O cantor João Lima, preso desde de 26 de janeiro por agredir a ex-esposa e médica Raphaella Brilhante, ainda não recebeu visitas de familiares ou amigos na Presídio Desembargador Flóscolo da Nóbrega, conhecido como Presídio do Roger, desde então, de acordo com o diretor do local, Edmilson Alves.
Conforme o diretor, as visitas desde a data em questão se reservaram apenas aos advogados que representam o cantor na Justiça. Para realizar a visita, é necessário, antes, fazer um cadastramento. Esse processo, inclusive, já foi realizado por um familiar do cantor, que vai poder visitá-lo na próxima rodada de visitas.
João Lima está dividindo o pavilhão com outros presos por crimes previstos na Lei Maria da Penha. Ao todo, são 60 pessoas presas no local. Esses internos respondem por crimes como agressões, tentativa de feminicídio e quebra de medidas protetivas.
A defesa do cantor entrou com pedido de habeas corpus na Justiça, dias após a prisão, para conseguir a liberdade de João Lima, no entanto, até a última atualização desta reportagem, não houve decisão sobre o mérito.

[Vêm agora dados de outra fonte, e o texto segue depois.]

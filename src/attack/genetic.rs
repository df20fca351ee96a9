//! ═══════════════════════════════════════════════════════════════════════════════
//! GENETIC ATTACK — Population Search over Renaming Assignments
//! ═══════════════════════════════════════════════════════════════════════════════
//!
//! A chromosome assigns every attackable identifier either to itself or to
//! one of its substitutes. The population is seeded with the identity plus
//! one single-rename chromosome per identifier (its most damaging
//! substitute), then evolved for `max(factor × population, min_generations)`
//! generations.
//!
//! Fitness = baseline score − score the original label keeps under the
//! renamed program. Each generation scores one batch of children; the first
//! child meeting the success criterion ends the run. Otherwise each child
//! fitter than the current worst individual replaces it (steady state).
//! ═══════════════════════════════════════════════════════════════════════════════

use rand::Rng;
use std::cmp::Ordering;
use std::collections::HashMap;
use tracing::{debug, info};

use super::operators::{crossover, mutate, select_parents, Chromosome};
use super::{
    prepare, AttackEnv, AttackMethod, AttackResult, Baseline, Outcome, Prepared, Replacement,
    Subject,
};
use crate::config::GeneticConfig;
use crate::oracle::{Oracle, OracleError, Prediction};
use crate::program::PositionMap;
use crate::substitutes::SubstitutionTable;

pub struct GeneticAttacker<'a, O: Oracle + ?Sized> {
    env: AttackEnv<'a, O>,
    config: GeneticConfig,
    batch_size: usize,
}

impl<'a, O: Oracle + ?Sized> GeneticAttacker<'a, O> {
    pub fn new(env: AttackEnv<'a, O>, config: GeneticConfig, batch_size: usize) -> Self {
        Self {
            env,
            config,
            batch_size: batch_size.max(1),
        }
    }

    /// Generation budget for a population of `population` individuals
    pub fn generations(&self, population: usize) -> usize {
        (self.config.generation_factor * population).max(self.config.min_generations)
    }

    /// Run the attack. `initial_replace` fixes the seed substitute per
    /// identifier instead of searching for the most damaging one.
    pub fn attack<S, R>(
        &self,
        subject: &S,
        table: &SubstitutionTable,
        true_label: Option<usize>,
        initial_replace: Option<&HashMap<String, String>>,
        rng: &mut R,
    ) -> Result<AttackResult, OracleError>
    where
        S: Subject,
        R: Rng + ?Sized,
    {
        let env = &self.env;
        let (baseline, positions) = match prepare(env, AttackMethod::Ga, subject, table, true_label)? {
            Prepared::Done(result, _) => return Ok(result),
            Prepared::Ready(b, p) => (b, p),
        };

        let mut result = AttackResult::new(AttackMethod::Ga, subject, true_label);
        result.original_label = Some(baseline.label);
        result.identifiers = positions.names().map(str::to_string).collect();

        // Substitutes that would collide with an existing identifier are dropped
        let local: SubstitutionTable = positions
            .names()
            .map(|name| {
                let cands: Vec<String> = table
                    .get(name)
                    .unwrap_or(&[])
                    .iter()
                    .filter(|c| c.as_str() != name && !subject.contains_identifier(c))
                    .cloned()
                    .collect();
                (name, cands)
            })
            .filter(|(_, cands)| !cands.is_empty())
            .collect();
        if local.is_empty() {
            return Ok(result.with_outcome(Outcome::NoAttackableIdentifiers));
        }

        // ── initialisation ──
        let identity = Chromosome::identity(local.names());
        let mut population = vec![identity.clone()];
        for (name, cands) in local.iter() {
            let value = match initial_replace {
                Some(fixed) => fixed
                    .get(name)
                    .filter(|v| cands.contains(v))
                    .cloned()
                    .unwrap_or_else(|| name.to_string()),
                None => self.most_damaging(subject, name, cands, &baseline, true_label)?,
            };
            population.push(identity.with_gene(name, &value));
        }

        let seeds: Vec<S> = population[1..].iter().map(|c| c.apply(subject)).collect();
        let seed_preds = env.score_subjects(&seeds, true_label)?;
        let mut fitness = vec![0.0];
        for (k, pred) in seed_preds.iter().enumerate() {
            if env.success.is_met(&baseline, pred) {
                info!(generation = 0, "genetic attack succeeded at initialisation");
                return Ok(self.succeed(result, &population[k + 1], &seeds[k], pred, &positions, &baseline));
            }
            fitness.push(baseline.damage(pred));
        }

        // ── evolution ──
        let generations = self.generations(population.len());
        debug!(population = population.len(), generations, "genetic search start");

        for generation in 0..generations {
            let children: Vec<Chromosome> = (0..self.batch_size)
                .map(|_| self.breed(rng, &population, &fitness, &local))
                .collect();
            let variants: Vec<S> = children.iter().map(|c| c.apply(subject)).collect();
            let preds = env.score_subjects(&variants, true_label)?;

            if let Some(k) = preds.iter().position(|p| env.success.is_met(&baseline, p)) {
                info!(generation, "genetic attack succeeded");
                return Ok(self.succeed(result, &children[k], &variants[k], &preds[k], &positions, &baseline));
            }

            for (child, pred) in children.into_iter().zip(preds.iter()) {
                let child_fitness = baseline.damage(pred);
                let (worst, worst_fitness) = fitness
                    .iter()
                    .copied()
                    .enumerate()
                    .min_by(|a, b| a.1.partial_cmp(&b.1).unwrap_or(Ordering::Equal))
                    .unwrap_or((0, f64::INFINITY));
                if child_fitness > worst_fitness {
                    population[worst] = child;
                    fitness[worst] = child_fitness;
                }
            }

            debug!(
                generation,
                best = fitness.iter().cloned().fold(f64::NEG_INFINITY, f64::max),
                "generation done"
            );
        }

        info!(generations, "genetic search exhausted");
        Ok(result)
    }

    /// Best single substitute for `name` (one batched call), or the name
    /// itself when no substitute lowers the baseline score
    fn most_damaging<S: Subject>(
        &self,
        subject: &S,
        name: &str,
        cands: &[String],
        baseline: &Baseline,
        true_label: Option<usize>,
    ) -> Result<String, OracleError> {
        let variants: Vec<S> = cands.iter().map(|c| subject.rename(name, c)).collect();
        let preds = self.env.score_subjects(&variants, true_label)?;
        let best = preds
            .iter()
            .map(|p| baseline.damage(p))
            .enumerate()
            .filter(|(_, gap)| *gap > 0.0)
            .max_by(|a, b| a.1.partial_cmp(&b.1).unwrap_or(Ordering::Equal));
        Ok(match best {
            Some((i, _)) => cands[i].clone(),
            None => name.to_string(),
        })
    }

    /// One child: crossover with the configured probability, else mutation.
    /// Degenerate crossovers fall back to mutating the first parent.
    fn breed<R: Rng + ?Sized>(
        &self,
        rng: &mut R,
        population: &[Chromosome],
        fitness: &[f64],
        table: &SubstitutionTable,
    ) -> Chromosome {
        let p: f64 = rng.gen();
        let (i1, i2) = select_parents(rng, fitness, self.config.parent_selection);
        let (parent_1, parent_2) = (&population[i1], &population[i2]);

        if p < self.config.cross_probability {
            if parent_1 == parent_2 {
                return mutate(rng, parent_1, table);
            }
            let (child, _) = crossover(rng, parent_1, parent_2);
            if &child == parent_1 || &child == parent_2 {
                return mutate(rng, parent_1, table);
            }
            child
        } else {
            mutate(rng, parent_1, table)
        }
    }

    fn succeed<S: Subject>(
        &self,
        mut result: AttackResult,
        chromosome: &Chromosome,
        adversarial: &S,
        pred: &Prediction,
        positions: &PositionMap,
        baseline: &Baseline,
    ) -> AttackResult {
        let renames = chromosome
            .changed()
            .into_iter()
            .map(|(k, v)| Replacement {
                original: k.to_string(),
                replacement: v.to_string(),
            })
            .collect();
        result.outcome = Outcome::Succeeded;
        result.set_replacements(renames, positions);
        result.set_final(baseline, pred);
        result.adversarial = Some(adversarial.source());
        result
    }
}
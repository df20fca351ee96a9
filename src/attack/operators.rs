//! Genetic operators over renaming assignments.
//!
//! The random generator is threaded through every operator so a run is
//! reproducible from its seed.

use rand::distributions::{Distribution, WeightedIndex};
use rand::seq::SliceRandom;
use rand::Rng;
use serde::{Deserialize, Serialize};

use super::Subject;
use crate::substitutes::SubstitutionTable;

/// Assignment of every attackable identifier to itself or a substitute
#[derive(Debug, Clone, PartialEq, Eq, Hash, Serialize, Deserialize)]
pub struct Chromosome {
    genes: Vec<(String, String)>,
}

impl Chromosome {
    /// Every identifier mapped to itself
    pub fn identity<I, S>(names: I) -> Self
    where
        I: IntoIterator<Item = S>,
        S: Into<String>,
    {
        Self {
            genes: names
                .into_iter()
                .map(|n| {
                    let n = n.into();
                    (n.clone(), n)
                })
                .collect(),
        }
    }

    /// Copy with `name` assigned to `value`
    pub fn with_gene(&self, name: &str, value: &str) -> Self {
        let mut next = self.clone();
        if let Some(gene) = next.genes.iter_mut().find(|(k, _)| k == name) {
            gene.1 = value.to_string();
        }
        next
    }

    pub fn get(&self, name: &str) -> Option<&str> {
        self.genes
            .iter()
            .find(|(k, _)| k == name)
            .map(|(_, v)| v.as_str())
    }

    pub fn genes(&self) -> &[(String, String)] {
        &self.genes
    }

    pub fn len(&self) -> usize {
        self.genes.len()
    }

    pub fn is_empty(&self) -> bool {
        self.genes.is_empty()
    }

    /// Genes whose value differs from the identifier
    pub fn changed(&self) -> Vec<(&str, &str)> {
        self.genes
            .iter()
            .filter(|(k, v)| k != v)
            .map(|(k, v)| (k.as_str(), v.as_str()))
            .collect()
    }

    /// Render the assignment onto the original subject
    pub fn apply<S: Subject>(&self, subject: &S) -> S {
        subject.rename_all(&self.changed())
    }
}

/// How two parents are drawn from the population
#[derive(Debug, Clone, Copy, PartialEq, Eq, Default, Serialize, Deserialize)]
#[serde(rename_all = "snake_case")]
pub enum ParentSelection {
    /// Both parents uniformly at random
    #[default]
    Uniform,
    /// Probability proportional to fitness (shifted to be positive)
    FitnessProportional,
}

/// Indices of two parents (possibly the same one twice)
pub fn select_parents<R: Rng + ?Sized>(
    rng: &mut R,
    fitness: &[f64],
    policy: ParentSelection,
) -> (usize, usize) {
    let n = fitness.len().max(1);
    if policy == ParentSelection::FitnessProportional {
        let min = fitness.iter().cloned().fold(f64::INFINITY, f64::min);
        let weights: Vec<f64> = fitness.iter().map(|f| f - min + 1e-6).collect();
        if let Ok(dist) = WeightedIndex::new(&weights) {
            return (dist.sample(rng), dist.sample(rng));
        }
    }
    (rng.gen_range(0..n), rng.gen_range(0..n))
}

/// Single-point crossover: genes before a random cut point are swapped
pub fn crossover<R: Rng + ?Sized>(
    rng: &mut R,
    parent_1: &Chromosome,
    parent_2: &Chromosome,
) -> (Chromosome, Chromosome) {
    let n = parent_1.len().min(parent_2.len());
    if n == 0 {
        return (parent_1.clone(), parent_2.clone());
    }
    let cut = rng.gen_range(0..n);
    let mut child_1 = parent_1.clone();
    let mut child_2 = parent_2.clone();
    for i in 0..cut {
        child_1.genes[i].1 = parent_2.genes[i].1.clone();
        child_2.genes[i].1 = parent_1.genes[i].1.clone();
    }
    (child_1, child_2)
}

/// Reassign one random identifier to one of its substitutes
pub fn mutate<R: Rng + ?Sized>(
    rng: &mut R,
    chromosome: &Chromosome,
    table: &SubstitutionTable,
) -> Chromosome {
    let Some((name, _)) = chromosome.genes.choose(rng) else {
        return chromosome.clone();
    };
    match table.get(name).and_then(|cands| cands.choose(rng)) {
        Some(value) => chromosome.with_gene(name, value),
        None => chromosome.clone(),
    }
}

#[cfg(test)]
mod tests {
    use super::*;
    use crate::program::Program;
    use rand::rngs::StdRng;
    use rand::SeedableRng;

    #[test]
    fn test_identity_has_no_changes() {
        let c = Chromosome::identity(["a", "b"]);
        assert!(c.changed().is_empty());
        let p = Program::parse("int a = b;");
        assert_eq!(c.apply(&p), p);
    }

    #[test]
    fn test_apply_renames_simultaneously() {
        let c = Chromosome::identity(["a", "b"]).with_gene("a", "b").with_gene("b", "a");
        let p = Program::parse("int a = b;");
        assert_eq!(c.apply(&p).source(), "int b = a;");
        assert_eq!(c.changed().len(), 2);
    }

    #[test]
    fn test_crossover_mixes_genes() {
        let mut rng = StdRng::seed_from_u64(3);
        let p1 = Chromosome::identity(["a", "b", "c"]);
        let p2 = Chromosome::identity(["a", "b", "c"])
            .with_gene("a", "x")
            .with_gene("b", "y")
            .with_gene("c", "z");
        for _ in 0..20 {
            let (c1, c2) = crossover(&mut rng, &p1, &p2);
            for i in 0..3 {
                let g1 = &c1.genes()[i].1;
                let g2 = &c2.genes()[i].1;
                assert_ne!(g1, g2);
                assert!(g1 == &p1.genes()[i].1 || g1 == &p2.genes()[i].1);
            }
        }
    }

    #[test]
    fn test_mutate_uses_table() {
        let mut rng = StdRng::seed_from_u64(11);
        let table: SubstitutionTable = [("a", vec!["x"]), ("b", vec!["y"])].into_iter().collect();
        let c = Chromosome::identity(["a", "b"]);
        for _ in 0..10 {
            let m = mutate(&mut rng, &c, &table);
            let changed = m.changed();
            assert_eq!(changed.len(), 1);
            assert!(changed[0] == ("a", "x") || changed[0] == ("b", "y"));
        }
    }

    #[test]
    fn test_select_parents_in_range() {
        let mut rng = StdRng::seed_from_u64(5);
        let fitness = [0.0, 0.5, 0.1];
        for policy in [ParentSelection::Uniform, ParentSelection::FitnessProportional] {
            for _ in 0..50 {
                let (i, j) = select_parents(&mut rng, &fitness, policy);
                assert!(i < 3 && j < 3);
            }
        }
    }
}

Figuras como Johannes Dudeck, condenado a mais de 32 anos de prisão pela morte da jovem estudante de medicina, Mariana Thomaz, já passou pelo mesmo pavilhão, assim como Danilo Santos, condenado a mais de 27 anos de prisão, por matar Maria Nataly Daiana da Silva Medeiros, ex-esposa, ao passar por cima dela com um carro diversas vezes e com as filhas vendo.
Hytalo Santos e Israel Vicente, que respondem processos na Justiça da Paraíba, estão presos no mesmo presídio que João Lima, mas em uma outra ala, específica para pessoas LGBTQIA+.
A Penitenciária Desembargador Flóscolo da Nóbrega é conhecida por presídio do Roger devido ao bairro onde está localizado, o Roger, em João Pessoa. A unidade prisional é a mais importante da capital paraibana para a custódia de presos provisórios masculinos e, atualmente, conta com 8 pavilhões.
A Polícia Civil investiga o cantor paraibano João Lima por violência doméstica contra a ex-esposa, após vídeos divulgados em redes sociais mostrarem agressões. A vítima registrou Boletim de Ocorrência na Delegacia Especializada de Atendimento à Mulher de João Pessoa.
Após a repercussão do caso, a ex-esposa de João Lima, a médica Raphaella Brilhante, publicou um texto nas redes sociais onde confirmou publicamente, pela primeira vez, a violência sofrida. Ela relatou que está enfrentando “uma dor que atravessa o corpo, a alma, e a história”, e disse que “não há palavras que expliquem o impacto disso na vida de alguém”.